Tiffany


The lamps with the girl’s name. Few people know the lamp is actually named after Louis Comfort Tiffany (1848-1936).

 This American glass designer patented his favrille glass technique in 1894. This technique melts regular white glass with bright coloured glass as used in leaded glass objects and windows.  Up to then the technique was limited to only a few and pale colours but he mastered it to create bolder colours. With this, he changed the art of glass colouring forever.

He founded the Tiffany Glass Company in 1885. Tiffany soon grew to be on the forefront of American Art Nouveau. He knew how to combine art with functionality and with this gained a large following of admirers. His father had previously founded the jewelery store Tiffany & Co in 1837. The latter still exists. The Tiffany Glass Studio shut their doors in 1932, a year before Louis Comfort’s death.

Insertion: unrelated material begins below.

pub mod client_ip;
pub mod handlers;
pub mod middleware;
pub mod routes;

pub use routes::create_api_router;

Bronze statuettewith Dragon Fly lamp

Bronze statuette with Dragon Fly lamp

Recent research however discovered that not he, but a group of women he hired for his Tiffany studio, are the true designers of the ever so famous Tiffany signature designs. These so called Tiffany Girls worked in the studio’s glasscutting departmentwhere Clara Driscoll was in charge. Driscoll (1861-1944) turns out to be responsible for some of the most striking designs such as the Peony, Dragon Fly and Wisteria designs.

Wisteria lampshade

Wisteria lampshade

Currently, an exhibition focusing on the true designers of the Tiffany lamps; the Tiffany Girls, is on display at the Singer Museum in Laren, the Netherlands.  The Singer is the first European venue for the exhibition which was on display in several US cities. After the exhibition ends in Laren, on August 30th 2009,  the exhibition will travel to Villa Stuck in Munich. Most of the objects on display are part of the permanent collection of the New York Historical Society with a few items on loan from private collections or other museums.

One can find many inferior replica’s of Tiffany’s lamps and lampshades on the market. There are only a few (1, 2, 3) glass studio’s that work in the true tradition of the original Tiffany technique. Some amateurs have taken up Tiffany lamp making as a hobby.